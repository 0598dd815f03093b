//! COPY sub-protocol.
//!
//! A statement whose result is CopyIn/CopyOut/CopyBoth puts the connection
//! into copy mode. Until the copy ends, every other command is refused.

use bytes::Bytes;
use log::debug;

use super::Connection;
use crate::error::{sqlstate, DriverError, Result};
use crate::pg::{Backend, Format, RawResult};
use crate::statement::result::{classify, Outcome};
use crate::statement::StatementId;

#[derive(Debug, Clone, Copy, Default, PartialEq, Eq)]
pub enum CopyMode {
    #[default]
    None,
    /// COPY FROM STDIN
    In,
    /// COPY TO STDOUT
    Out,
    /// Replication streams
    Both,
}

/// One chunk of COPY TO STDOUT output.
#[derive(Debug, Clone, PartialEq, Eq)]
pub struct CopyChunk {
    pub data: Bytes,
    pub format: Format,
}

#[derive(Debug, Default)]
pub(crate) struct CopyState {
    pub mode: CopyMode,
    pub format: Format,
    /// Statement that started the copy.
    pub owner: Option<StatementId>,
    /// Row count of the last finished copy, kept for its statement.
    completed: Option<(StatementId, Option<u64>)>,
}

impl CopyState {
    pub fn begin(&mut self, mode: CopyMode, format: Format, owner: StatementId) {
        self.mode = mode;
        self.format = format;
        self.owner = Some(owner);
        self.completed = None;
    }

    fn end(&mut self, rows: Option<u64>) {
        if let Some(owner) = self.owner.take() {
            self.completed = Some((owner, rows));
        }
        self.mode = CopyMode::None;
    }

    pub fn take_completed(&mut self, id: StatementId) -> Option<u64> {
        match self.completed {
            Some((owner, rows)) if owner == id => {
                self.completed = None;
                rows
            }
            _ => None,
        }
    }

    fn accepts_input(&self) -> bool {
        matches!(self.mode, CopyMode::In | CopyMode::Both)
    }

    fn produces_output(&self) -> bool {
        matches!(self.mode, CopyMode::Out | CopyMode::Both)
    }
}

impl<B: Backend> Connection<B> {
    pub fn copy_mode(&self) -> CopyMode {
        self.copy.mode
    }

    /// Send one chunk of COPY FROM STDIN data.
    pub async fn put_copy_data(&mut self, data: impl AsRef<[u8]>) -> Result<()> {
        if !self.copy.accepts_input() {
            return Err(DriverError::Copy(format!(
                "put_copy_data needs COPY FROM STDIN, connection is in {:?}",
                self.copy.mode
            )));
        }
        self.backend.put_copy_data(data.as_ref()).await?;
        Ok(())
    }

    /// Finish COPY FROM STDIN; returns the number of rows copied.
    pub async fn put_copy_end(&mut self) -> Result<Option<u64>> {
        self.end_copy_in(None).await
    }

    /// Abort COPY FROM STDIN. The server's matching "query canceled"
    /// error is expected and not returned.
    pub async fn put_copy_fail(&mut self, reason: &str) -> Result<()> {
        match self.end_copy_in(Some(reason)).await {
            Ok(_) => Ok(()),
            Err(DriverError::Exec { sqlstate: code, .. }) if code == sqlstate::QUERY_CANCELED => {
                Ok(())
            }
            Err(e) => Err(e),
        }
    }

    /// Next chunk of COPY TO STDOUT data; `None` once the copy is done.
    pub async fn get_copy_data(&mut self) -> Result<Option<CopyChunk>> {
        if !self.copy.produces_output() {
            return Err(DriverError::Copy(format!(
                "get_copy_data needs COPY TO STDOUT, connection is in {:?}",
                self.copy.mode
            )));
        }
        match self.backend.get_copy_data().await? {
            Some(data) => Ok(Some(CopyChunk {
                data,
                format: self.copy.format,
            })),
            None => {
                let raw = self.drain_results().await;
                self.finish_copy(raw)?;
                Ok(None)
            }
        }
    }

    async fn end_copy_in(&mut self, reason: Option<&str>) -> Result<Option<u64>> {
        if !self.copy.accepts_input() {
            return Err(DriverError::Copy(format!(
                "no COPY FROM STDIN to end, connection is in {:?}",
                self.copy.mode
            )));
        }
        self.backend.put_copy_end(reason).await?;
        let raw = self.drain_results().await;
        self.finish_copy(raw)
    }

    /// Leave copy mode with the final status of the COPY command.
    fn finish_copy(&mut self, raw: Result<Option<RawResult>>) -> Result<Option<u64>> {
        let raw = match raw {
            Ok(raw) => raw,
            Err(e) => {
                self.copy.end(None);
                return Err(e);
            }
        };
        match raw.map(|r| classify(&r, self.backend.is_broken())) {
            Some(Outcome::Failed(err)) => {
                self.copy.end(None);
                self.record_error(&err);
                Err(err)
            }
            Some(Outcome::Command { rows }) | Some(Outcome::Tuples { rows }) => {
                debug!("COPY finished, {} rows", rows);
                self.copy.end(Some(rows));
                Ok(Some(rows))
            }
            _ => {
                self.copy.end(None);
                Ok(None)
            }
        }
    }
}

GOAL OF THE EXERCISE:
Reproduce each record shown above without altering a single word.

EXERCISE OUTPUT:
repository 0598dd815f03093b
//! COPY sub-protocol.
//!
//! A statement whose result is CopyIn/CopyOut/CopyBoth puts the connection
//! into copy mode. Until the copy ends, every other command is refused.

use bytes::Bytes;
use log::debug;

use super::Connection;
use crate::error::{sqlstate, DriverError, Result};
use crate::pg::{Backend, Format, RawResult};
use crate::statement::result::{classify, Outcome};
use crate::statement::StatementId;

#[derive(Debug, Clone, Copy, Default, PartialEq, Eq)]
pub enum CopyMode {
    #[default]
    None,
    /// COPY FROM STDIN
    In,
    /// COPY TO STDOUT
    Out,
    /// Replication streams
    Both,
}

/// One chunk of COPY TO STDOUT output.
#[derive(Debug, Clone, PartialEq, Eq)]
pub struct CopyChunk {
    pub data: Bytes,
    pub format: Format,
}

#[derive(Debug, Default)]
pub(crate) struct CopyState {
    pub mode: CopyMode,
    pub format: Format,
    /// Statement that started the copy.
    pub owner: Option<StatementId>,
    /// Row count of the last finished copy, kept for its statement.
    completed: Option<(StatementId, Option<u64>)>,
}

impl CopyState {
    pub fn begin(&mut self, mode: CopyMode, format: Format, owner: StatementId) {
        self.mode = mode;
        self.format = format;
        self.owner = Some(owner);
        self.completed = None;
    }

    fn end(&mut self, rows: Option<u64>) {
        if let Some(owner) = self.owner.take() {
            self.completed = Some((owner, rows));
        }
        self.mode = CopyMode::None;
    }

    pub fn take_completed(&mut self, id: StatementId) -> Option<u64> {
        match self.completed {
            Some((owner, rows)) if owner == id => {
                self.completed = None;
                rows
            }
            _ => None,
        }
    }

    fn accepts_input(&self) -> bool {
        matches!(self.mode, CopyMode::In | CopyMode::Both)
    }

    fn produces_output(&self) -> bool {
        matches!(self.mode, CopyMode::Out | CopyMode::Both)
    }
}

impl<B: Backend> Connection<B> {
    pub fn copy_mode(&self) -> CopyMode {
        self.copy.mode
    }

    /// Send one chunk of COPY FROM STDIN data.
    pub async fn put_copy_data(&mut self, data: impl AsRef<[u8]>) -> Result<()> {
        if !self.copy.accepts_input() {
            return Err(DriverError::Copy(format!(
                "put_copy_data needs COPY FROM STDIN, connection is in {:?}",
                self.copy.mode
            )));
        }
        self.backend.put_copy_data(data.as_ref()).await?;
        Ok(())
    }

    /// Finish COPY FROM STDIN; returns the number of rows copied.
    pub async fn put_copy_end(&mut self) -> Result<Option<u64>> {
        self.end_copy_in(None).await
    }

    /// Abort COPY FROM STDIN. The server's matching "query canceled"
    /// error is expected and not returned.
    pub async fn put_copy_fail(&mut self, reason: &str) -> Result<()> {
        match self.end_copy_in(Some(reason)).await {
            Ok(_) => Ok(()),
            Err(DriverError::Exec { sqlstate: code, .. }) if code == sqlstate::QUERY_CANCELED => {
                Ok(())
            }
            Err(e) => Err(e),
        }
    }

    /// Next chunk of COPY TO STDOUT data; `None` once the copy is done.
    pub async fn get_copy_data(&mut self) -> Result<Option<CopyChunk>> {
        if !self.copy.produces_output() {
            return Err(DriverError::Copy(format!(
                "get_copy_data needs COPY TO STDOUT, connection is in {:?}",
                self.copy.mode
            )));
        }
        match self.backend.get_copy_data().await? {
            Some(data) => Ok(Some(CopyChunk {
                data,
                format: self.copy.format,
            })),
            None => {
                let raw = self.drain_results().await;
                self.finish_copy(raw)?;
                Ok(None)
            }
        }
    }

    async fn end_copy_in(&mut self, reason: Option<&str>) -> Result<Option<u64>> {
        if !self.copy.accepts_input() {
            return Err(DriverError::Copy(format!(
                "no COPY FROM STDIN to end, connection is in {:?}",
                self.copy.mode
            )));
        }
        self.backend.put_copy_end(reason).await?;
        let raw = self.drain_results().await;
        self.finish_copy(raw)
    }

    /// Leave copy mode with the final status of the COPY command.
    fn finish_copy(&mut self, raw: Result<Option<RawResult>>) -> Result<Option<u64>> {
        let raw = match raw {
            Ok(raw) => raw,
            Err(e) => {
                self.copy.end(None);
                return Err(e);
            }
        };
        match raw.map(|r| classify(&r, self.backend.is_broken())) {
            Some(Outcome::Failed(err)) => {
                self.copy.end(None);
                self.record_error(&err);
                Err(err)
            }
            Some(Outcome::Command { rows }) | Some(Outcome::Tuples { rows }) => {
                debug!("COPY finished, {} rows", rows);
                self.copy.end(Some(rows));
                Ok(Some(rows))
            }
            _ => {
                self.copy.end(None);
                Ok(None)
            }
        }
    }
}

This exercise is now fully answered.